-- Opening Marker --

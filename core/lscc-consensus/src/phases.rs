//! The four LSCC phases, expressed as pure functions over explicit
//! inputs so each can be unit-tested directly against spec section 4.4
//! without standing up a full shard registry (`engine.rs` wires these
//! together against live `ConsensusShardView`s).

use crate::types::PhaseOutcomes;

/// Phase 1 -- layer consensus: a layer approves iff at least `ceil(2/3 *
/// n)` of its shards approve. No tie-break needed; the threshold is
/// strict (spec section 4.4).
pub fn layer_approves(votes: &[bool]) -> bool {
    if votes.is_empty() {
        return false;
    }
    let approving = votes.iter().filter(|v| **v).count();
    let required = (2 * votes.len() + 2) / 3; // ceil(2/3 * n)
    approving >= required
}

/// Phase 2 -- cross-channel consensus: a channel approves iff strictly
/// more than half of the layers it spans approved.
pub fn channel_approves(layer_approvals: &[bool]) -> bool {
    if layer_approvals.is_empty() {
        return false;
    }
    let approving = layer_approvals.iter().filter(|v| **v).count();
    approving * 2 > layer_approvals.len()
}

/// Global channel approval: every configured channel must approve (spec
/// section 4.4, phase 2).
pub fn global_channel_approval(channel_results: &[bool]) -> bool {
    !channel_results.is_empty() && channel_results.iter().all(|v| *v)
}

/// Phase 4 -- weighted commitment score (spec section 4.4, fixed
/// weights: changing them changes protocol semantics).
pub fn commit_score(outcomes: PhaseOutcomes) -> f64 {
    let mut score = 0.0;
    if outcomes.all_layers_approved {
        score += 0.4;
    }
    if outcomes.channel_approval {
        score += 0.3;
    }
    if outcomes.sync_success {
        score += 0.2;
    }
    if outcomes.network_healthy {
        score += 0.1;
    }
    score
}

/// `true` iff `score` clears the commit threshold. Scores compare with
/// `>=` (spec section 4.4, "Determinism & tie-breaks").
pub fn should_commit(score: f64, threshold: f64) -> bool {
    score >= threshold
}

/// `network_healthy` (spec section 4.4): fraction of healthy shards
/// among all registered, active shards is at least `health_ratio_min`.
pub fn network_healthy(healthy_count: usize, total_count: usize, health_ratio_min: f64) -> bool {
    if total_count == 0 {
        return false;
    }
    (healthy_count as f64 / total_count as f64) >= health_ratio_min
}

#[cfg(test)]
mod tests {
    use super::*;

    #[test]
    fn layer_approval_requires_strict_two_thirds() {
        // 3 shards: need ceil(2) = 2 approvals.
        assert!(layer_approves(&[true, true, false]));
        assert!(!layer_approves(&[true, false, false]));
    }

    #[test]
    fn channel_approval_requires_strict_majority_of_layers() {
        assert!(channel_approves(&[true, true, false]));
        assert!(!channel_approves(&[true, false, false]));
        // Tie (1 of 2) is not a strict majority.
        assert!(!channel_approves(&[true, false]));
    }

    #[test]
    fn global_channel_approval_requires_every_channel() {
        assert!(global_channel_approval(&[true, true]));
        assert!(!global_channel_approval(&[true, false]));
    }

    /// Seed scenario 4 (spec section 8): layers approve (0.4) and sync
    /// succeeds (0.2) but channel approval and network health don't;
    /// score is 0.6, below the 0.7 threshold. Flipping network health
    /// alone brings it to exactly 0.7, which commits.
    #[test]
    fn commit_threshold_boundary_scenario() {
        let partial = PhaseOutcomes {
            all_layers_approved: true,
            channel_approval: false,
            sync_success: true,
            network_healthy: false,
        };
        let score = commit_score(partial);
        assert!((score - 0.6).abs() < 1e-9);
        assert!(!should_commit(score, 0.7));

        let healthy = PhaseOutcomes {
            network_healthy: true,
            ..partial
        };
        let score = commit_score(healthy);
        assert!((score - 0.7).abs() < 1e-9);
        assert!(should_commit(score, 0.7));
    }

    #[test]
    fn network_healthy_respects_ratio_floor() {
        assert!(network_healthy(2, 4, 0.5));
        assert!(!network_healthy(1, 4, 0.5));
        assert!(!network_healthy(0, 0, 0.5));
    }
}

-- Closing Marker --

## [What you need to do]
Among the records above, a stretch begins at the line containing "(0.4) and sync" and ends at the line containing "Flipping network health". Restate that stretch word for word, and nothing else.

## [Written solution]
    /// Seed scenario 4 (spec section 8): layers approve (0.4) and sync
    /// succeeds (0.2) but channel approval and network health don't;
    /// score is 0.6, below the 0.7 threshold. Flipping network health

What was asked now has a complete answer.